Flávio Santos, born in Brazil in Rio de Janeiro in 1972. After a period of wanderings in Europe, in 1995 he settled in the Netherlands. He worked in the IT sector for a number of years. But what was in his blood exposed itself: Flavio Santos continued painting.


In Amsterdam he took various courses in drawing, painting and graphic design. He has also completed the bachelor study “Fine Art in Education” at the Amsterdam University of the Arts. Europe with its numerous museums and exhibitions gave Flavio Santos the opportunity to study the meaningful periods in the history of painting: an important source of inspiration for him.

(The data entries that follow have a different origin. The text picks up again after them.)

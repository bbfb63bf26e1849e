//! Time subsystem.
//!
//! Provides a testable animation clock without coupling to a platform timer.
//! Intended usage:
//! - one `FrameClock` per animation session
//! - call `tick()` once per frame callback with the scheduler's timestamp

mod frame_clock;

pub use frame_clock::{FrameClock, FrameTime};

His work has been exhibited at various expositions in Amsterdam, including in art gallery De Stoker, Sooj Meeting Room, Art gallery Satellite and P.A.X. Art Weekend Gallery. Flavio Santos participated several times in the Open Art Galleries de Jordaan in Amsterdam. His work can be found at companies and in private collections.

In addition to his work as a visual artist, he is also a teacher in “Fine Art" and "Cultural and Artistic Education" at Bindelmeer College in Amsterdam.

The title "Destruction & Construction" indicates that the painter divides images into fragments (destruction) and rearranges these fragments into a new and different image (construction). He collects images, depending on the subject he works on, with the help of various media: photos from advertisements, images from the internet, photos from virtual voyages and pictures he took himself. Analysis of these images, by fragmentation or deconstruction, leads to new images (construction) in his paintings. The images are abstract, but are combined with figurative, less abstract, elements. Something ambiguous arises. The spectator has the opportunity for his own interpretation.

In this series you can see ruins and rubble, which clearly refer to destruction and transience, divided into fragments that are rearranged. In this way destruction and transience are very strongly expressed.

The new paintings are inspired by the city of Rio de Janeiro and have little to do with destruction. These images are also fragmented here (deconstruction). By using more organic forms new figurative images emerge, such as a beach in Rio that looks like a rat or a dog (a new construction). The viewer is then free to give it its own interpretation.